━━━ Material for this task ━━━

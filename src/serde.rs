#![cfg(feature = "serde")]
#![cfg_attr(docsrs, doc(cfg(feature = "serde")))]

use serde_derive::{Deserialize, Serialize};
use thiserror::Error;

use crate::error::StrideError;
use crate::interval::{Interval, Resolved};

#[derive(Clone, Copy, Debug, Deserialize, Serialize)]
pub struct SerdeInterval {
    pub inclusive: bool,
    pub stride: i64,
}

impl From<Interval> for SerdeInterval {
    fn from(interval: Interval) -> Self {
        SerdeInterval {
            inclusive: interval.is_inclusive(),
            stride: interval.stride(),
        }
    }
}

impl TryFrom<SerdeInterval> for Interval {
    type Error = StrideError;

    fn try_from(serde: SerdeInterval) -> Result<Self, Self::Error> {
        Interval::new(serde.inclusive, serde.stride)
    }
}

// The length is not serialized. It is derived from the bounds when deserializing, so a length
// left stale by reversal is not preserved.
#[derive(Clone, Copy, Debug, Deserialize, Serialize)]
pub struct SerdeResolved {
    pub begin: i64,
    pub end: i64,
    pub stride: i64,
    pub inclusive: bool,
    pub cursor: i64,
}

impl From<Resolved> for SerdeResolved {
    fn from(resolved: Resolved) -> Self {
        SerdeResolved {
            begin: resolved.offset(),
            end: resolved.end(),
            stride: resolved.stride(),
            inclusive: resolved.is_inclusive(),
            cursor: resolved.cursor(),
        }
    }
}

impl TryFrom<SerdeResolved> for Resolved {
    type Error = ResolvedError;

    fn try_from(serde: SerdeResolved) -> Result<Self, Self::Error> {
        let SerdeResolved {
            begin,
            end,
            stride,
            inclusive,
            cursor,
        } = serde;
        let interval = Interval::new(inclusive, stride)?;
        let resolved = interval
            .resolve(begin, end)
            .map_err(|_| ResolvedError::NegativeBound(begin, end))?;
        Ok(Resolved::unchecked(
            interval,
            begin,
            end,
            cursor,
            resolved.len(),
        ))
    }
}

#[derive(Clone, Copy, Debug, Eq, Error, PartialEq)]
pub enum ResolvedError {
    #[error(transparent)]
    Stride(#[from] StrideError),
    #[error("resolved interval has negative bounds: begins at {0} but ends at {1}")]
    NegativeBound(i64, i64),
}

#[cfg(test)]
mod tests {
    use serde_test::{assert_de_tokens_error, assert_tokens, Token};

    use crate::error::StrideError;
    use crate::interval::{Interval, Resolved};
    use crate::serde::{ResolvedError, SerdeResolved};

    #[test]
    fn interval_then_proxy_tokens() {
        let interval = Interval::new(true, 2).unwrap();
        assert_tokens(
            &interval,
            &[
                Token::Struct {
                    name: "SerdeInterval",
                    len: 2,
                },
                Token::Str("inclusive"),
                Token::Bool(true),
                Token::Str("stride"),
                Token::I64(2),
                Token::StructEnd,
            ],
        );
    }

    #[test]
    fn deserialize_interval_with_zero_stride_then_error() {
        assert_de_tokens_error::<Interval>(
            &[
                Token::Struct {
                    name: "SerdeInterval",
                    len: 2,
                },
                Token::Str("inclusive"),
                Token::Bool(false),
                Token::Str("stride"),
                Token::I64(0),
                Token::StructEnd,
            ],
            "interval stride must be positive but is 0",
        );
    }

    #[test]
    fn resolved_then_proxy_tokens() {
        let resolved = Interval::EXCLUSIVE.resolve(2, 8).unwrap();
        assert_tokens(
            &resolved,
            &[
                Token::Struct {
                    name: "SerdeResolved",
                    len: 5,
                },
                Token::Str("begin"),
                Token::I64(2),
                Token::Str("end"),
                Token::I64(8),
                Token::Str("stride"),
                Token::I64(1),
                Token::Str("inclusive"),
                Token::Bool(false),
                Token::Str("cursor"),
                Token::I64(2),
                Token::StructEnd,
            ],
        );
    }

    #[test]
    fn deserialize_resolved_then_len_derived() {
        let resolved = Resolved::try_from(SerdeResolved {
            begin: 1,
            end: 9,
            stride: 2,
            inclusive: false,
            cursor: 3,
        })
        .unwrap();
        assert_eq!(resolved.len(), 4);
        assert_eq!(resolved.cursor(), 3);
        assert_eq!(
            Resolved::try_from(SerdeResolved {
                stride: -1,
                ..SerdeResolved::from(resolved)
            }),
            Err(ResolvedError::Stride(StrideError(-1))),
        );
    }

    #[test]
    fn deserialize_resolved_with_negative_bound_then_error() {
        assert_de_tokens_error::<Resolved>(
            &[
                Token::Struct {
                    name: "SerdeResolved",
                    len: 5,
                },
                Token::Str("begin"),
                Token::I64(-1),
                Token::Str("end"),
                Token::I64(8),
                Token::Str("stride"),
                Token::I64(1),
                Token::Str("inclusive"),
                Token::Bool(false),
                Token::Str("cursor"),
                Token::I64(0),
                Token::StructEnd,
            ],
            "resolved interval has negative bounds: begins at -1 but ends at 8",
        );
    }
}
//! Events broadcast to the host
//!
//! The host subscribes to a broadcast channel instead of registering
//! callbacks; each variant mirrors one notification of the driver's
//! host-facing interface.

use crate::protocol::{BatteryInfo, StorageInfo, VersionInfo};
use crate::state::TrackingState;

/// Notifications emitted by the session as device state changes
#[derive(Debug, Clone, PartialEq)]
pub enum MountEvent {
    /// Tracking state changed, either from a decoded response or a local
    /// abort/park/unpark call
    TrackingStateChanged { state: TrackingState },
    /// Orientation moved by more than the dead-band; coordinates already
    /// transformed to the equatorial frame
    OrientationUpdated {
        right_ascension: f64,
        declination: f64,
    },
    /// Hardware/software version report arrived
    DeviceInfoUpdated(VersionInfo),
    /// Storage report arrived
    StorageUpdated(StorageInfo),
    /// Battery report arrived
    BatteryUpdated(BatteryInfo),
    /// The transport write path gave up; the connection is no longer usable
    ConnectionLost { reason: String },
}
//! Benro Polaris ASCII command/response protocol
//!
//! The Polaris head speaks a numeric-opcode text protocol over TCP. Requests
//! look like `1&{code}&{kind}&{payload}#` where `kind` selects read (2) or
//! write (3) and `payload` is `key:value;` pairs, or the literal `-1` when a
//! request carries no payload. Responses look like `{code}@{key:value;...}#`
//! with a three-digit code. Frames that do not match the response grammar
//! decode to a sentinel and are dropped by the caller, never treated as
//! errors.

use std::collections::HashMap;

use crate::error::{PolarisError, Result};

/// Known command codes of the Polaris protocol.
///
/// Codes outside this registry are still cached for diagnostics but have no
/// state-machine effect.
pub mod codes {
    pub const MODE: i32 = 284;
    pub const AHRS: i32 = 518;
    pub const GOTO: i32 = 519;
    pub const POSITION: i32 = 520;
    pub const RESET_AXIS: i32 = 523;
    pub const UNKNOWN: i32 = 525;
    pub const TRACK: i32 = 531;
    pub const STORAGE: i32 = 775;
    pub const BATTERY: i32 = 778;
    pub const VERSION: i32 = 780;
    pub const CONNECTION: i32 = 808;
}

/// Request kind selector: query a value.
pub const KIND_READ: i32 = 2;
/// Request kind selector: change a value.
pub const KIND_WRITE: i32 = 3;

/// Code carried by [`Response`] values decoded from unparseable frames.
pub const SENTINEL_CODE: i32 = -1;

/// Commands that can be sent to the Polaris head
#[derive(Debug, Clone, PartialEq)]
pub enum MountCommand {
    /// Query operating mode and alignment/track status (code 284)
    GetMode,
    /// Announce the controlling connection (code 808)
    OpenConnection,
    /// Request an orientation (AHRS) update (code 520)
    RequestPosition,
    /// Slew to a horizontal target and optionally keep tracking (code 519)
    Goto {
        /// Target azimuth in degrees, compass convention
        azimuth: f64,
        /// Target altitude in degrees
        altitude: f64,
        /// Site latitude in degrees
        latitude: f64,
        /// Site longitude in degrees
        longitude: f64,
        /// Whether tracking should continue after the slew
        tracking: bool,
    },
    /// Stop an in-flight slew (code 519 with state 0)
    StopGoto { latitude: f64, longitude: f64 },
    /// Enable or disable tracking (code 531)
    SetTracking { enabled: bool },
    /// Reset one axis to its home position (code 523)
    ResetAxis { axis: u8 },
    /// Query hardware/software versions (code 780)
    GetVersion,
    /// Query storage status (code 775)
    GetStorage,
    /// Query battery status (code 778)
    GetBattery,
    /// Escape hatch for opcodes without a typed variant
    Raw {
        code: i32,
        kind: i32,
        fields: Vec<(String, String)>,
    },
}

impl MountCommand {
    /// Get the wire code for this command
    pub fn code(&self) -> i32 {
        match self {
            MountCommand::GetMode => codes::MODE,
            MountCommand::OpenConnection => codes::CONNECTION,
            MountCommand::RequestPosition => codes::POSITION,
            MountCommand::Goto { .. } | MountCommand::StopGoto { .. } => codes::GOTO,
            MountCommand::SetTracking { .. } => codes::TRACK,
            MountCommand::ResetAxis { .. } => codes::RESET_AXIS,
            MountCommand::GetVersion => codes::VERSION,
            MountCommand::GetStorage => codes::STORAGE,
            MountCommand::GetBattery => codes::BATTERY,
            MountCommand::Raw { code, .. } => *code,
        }
    }

    /// Get the read/write kind selector for this command
    pub fn kind(&self) -> i32 {
        match self {
            MountCommand::GetMode
            | MountCommand::OpenConnection
            | MountCommand::RequestPosition
            | MountCommand::GetVersion
            | MountCommand::GetStorage
            | MountCommand::GetBattery => KIND_READ,
            MountCommand::Goto { .. }
            | MountCommand::StopGoto { .. }
            | MountCommand::SetTracking { .. }
            | MountCommand::ResetAxis { .. } => KIND_WRITE,
            MountCommand::Raw { kind, .. } => *kind,
        }
    }

    /// Payload fields in wire order.
    ///
    /// Field values must not contain `;`, `:`, `#` or `&`; the protocol has
    /// no escaping. All typed variants render numbers and flags, so only
    /// `Raw` can violate this precondition.
    pub fn fields(&self) -> Vec<(String, String)> {
        match self {
            MountCommand::GetMode
            | MountCommand::GetVersion
            | MountCommand::GetStorage
            | MountCommand::GetBattery => Vec::new(),
            MountCommand::OpenConnection => vec![("type".into(), "0".into())],
            MountCommand::RequestPosition => vec![("state".into(), "1".into())],
            MountCommand::Goto {
                azimuth,
                altitude,
                latitude,
                longitude,
                tracking,
            } => vec![
                ("state".into(), "1".into()),
                ("yaw".into(), format_angle(*azimuth)),
                ("pitch".into(), format_angle(*altitude)),
                ("lat".into(), format_angle(*latitude)),
                ("track".into(), (if *tracking { "1" } else { "0" }).into()),
                ("speed".into(), "0".into()),
                ("lng".into(), format_angle(*longitude)),
            ],
            MountCommand::StopGoto {
                latitude,
                longitude,
            } => vec![
                ("state".into(), "0".into()),
                ("yaw".into(), "0.0".into()),
                ("pitch".into(), "0.0".into()),
                ("lat".into(), format_angle(*latitude)),
                ("track".into(), "0".into()),
                ("speed".into(), "0".into()),
                ("lng".into(), format_angle(*longitude)),
            ],
            MountCommand::SetTracking { enabled } => vec![
                ("state".into(), (if *enabled { "1" } else { "0" }).into()),
                ("speed".into(), "0".into()),
            ],
            MountCommand::ResetAxis { axis } => vec![("axis".into(), axis.to_string())],
            MountCommand::Raw { fields, .. } => fields.clone(),
        }
    }

    /// Serialize the command to a wire frame
    pub fn encode(&self) -> String {
        encode_request(self.code(), self.kind(), &self.fields())
    }
}

/// Round an angle to four decimal places and render it without trailing
/// zero padding, matching what the head accepts.
fn format_angle(value: f64) -> String {
    let rounded = (value * 10_000.0).round() / 10_000.0;
    format!("{}", rounded)
}

/// Encode a request frame from its raw parts.
///
/// An empty field list is encoded as the `-1` placeholder payload the head
/// expects for no-payload queries.
pub fn encode_request(code: i32, kind: i32, fields: &[(String, String)]) -> String {
    let payload = if fields.is_empty() {
        "-1".to_string()
    } else {
        let mut payload = String::new();
        for (key, value) in fields {
            payload.push_str(key);
            payload.push(':');
            payload.push_str(value);
            payload.push(';');
        }
        payload
    };

    format!("1&{}&{}&{}#", code, kind, payload)
}

/// One decoded response frame from the head
#[derive(Debug, Clone, PartialEq)]
pub struct Response {
    /// Three-digit command code, or [`SENTINEL_CODE`] for unparseable frames
    pub code: i32,
    pub fields: HashMap<String, String>,
}

impl Response {
    /// The "discard this frame" value produced for malformed wire text
    pub fn sentinel() -> Self {
        Self {
            code: SENTINEL_CODE,
            fields: HashMap::new(),
        }
    }

    /// Whether this response is the malformed-frame sentinel
    pub fn is_sentinel(&self) -> bool {
        self.code == SENTINEL_CODE
    }

    /// Decode one wire frame.
    ///
    /// A valid response frame is `DDD@key:value;...#`; content after the
    /// first `#` is ignored. Echoed request frames (`1&code&kind&payload#`)
    /// decode symmetrically so loopback diagnostics round-trip. Anything
    /// else decodes to the sentinel, which the caller drops; it is not an
    /// error. Duplicate keys keep the last occurrence (live AHRS frames
    /// repeat the quaternion keys).
    pub fn decode(frame: &str) -> Self {
        let frame = frame.trim_start();

        let Some(hash) = frame.find('#') else {
            return Self::sentinel();
        };
        let frame = &frame[..hash];

        if let Some(rest) = frame.strip_prefix("1&") {
            return Self::decode_request_body(rest);
        }

        let bytes = frame.as_bytes();
        if bytes.len() < 4
            || !bytes[..3].iter().all(|b| b.is_ascii_digit())
            || bytes[3] != b'@'
        {
            return Self::sentinel();
        }

        // Three ASCII digits always parse
        let code: i32 = frame[..3].parse().unwrap_or(SENTINEL_CODE);

        let mut fields = HashMap::new();
        for pair in frame[4..].split(';') {
            if let Some((key, value)) = pair.split_once(':') {
                fields.insert(key.to_string(), value.to_string());
            }
        }

        Self { code, fields }
    }

    /// Decode the `{code}&{kind}&{payload}` body of a request frame. The
    /// `-1` placeholder payload is opaque: it carries no pairs and yields an
    /// empty field map.
    fn decode_request_body(rest: &str) -> Self {
        let mut parts = rest.splitn(3, '&');
        let (Some(code), Some(kind), Some(payload)) = (parts.next(), parts.next(), parts.next())
        else {
            return Self::sentinel();
        };
        let Ok(code) = code.parse::<i32>() else {
            return Self::sentinel();
        };
        if code < 0 || kind.parse::<i32>().map_or(true, |kind| kind < 0) {
            return Self::sentinel();
        }

        let mut fields = HashMap::new();
        for pair in payload.split(';') {
            if let Some((key, value)) = pair.split_once(':') {
                fields.insert(key.to_string(), value.to_string());
            }
        }

        Self { code, fields }
    }

    fn text_field(&self, key: &str) -> String {
        self.fields.get(key).cloned().unwrap_or_default()
    }

    fn numeric_field(&self, key: &str) -> Result<f64> {
        let raw = self.fields.get(key).ok_or_else(|| {
            PolarisError::ParseError(format!("Missing '{}' field in response {}", key, self.code))
        })?;
        raw.trim().parse::<f64>().map_err(|_| {
            PolarisError::ParseError(format!("Invalid '{}' value: {}", key, raw))
        })
    }
}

━━━

> **Task instructions**: Reproduce, word for word and in full, only the lines above that start at the line with "of the driver's" and run through the line with "the equatorial frame", both ends included.

> **Your response**:
//! callbacks; each variant mirrors one notification of the driver's
//! host-facing interface.

use crate::protocol::{BatteryInfo, StorageInfo, VersionInfo};
use crate::state::TrackingState;

/// Notifications emitted by the session as device state changes
#[derive(Debug, Clone, PartialEq)]
pub enum MountEvent {
    /// Tracking state changed, either from a decoded response or a local
    /// abort/park/unpark call
    TrackingStateChanged { state: TrackingState },
    /// Orientation moved by more than the dead-band; coordinates already
    /// transformed to the equatorial frame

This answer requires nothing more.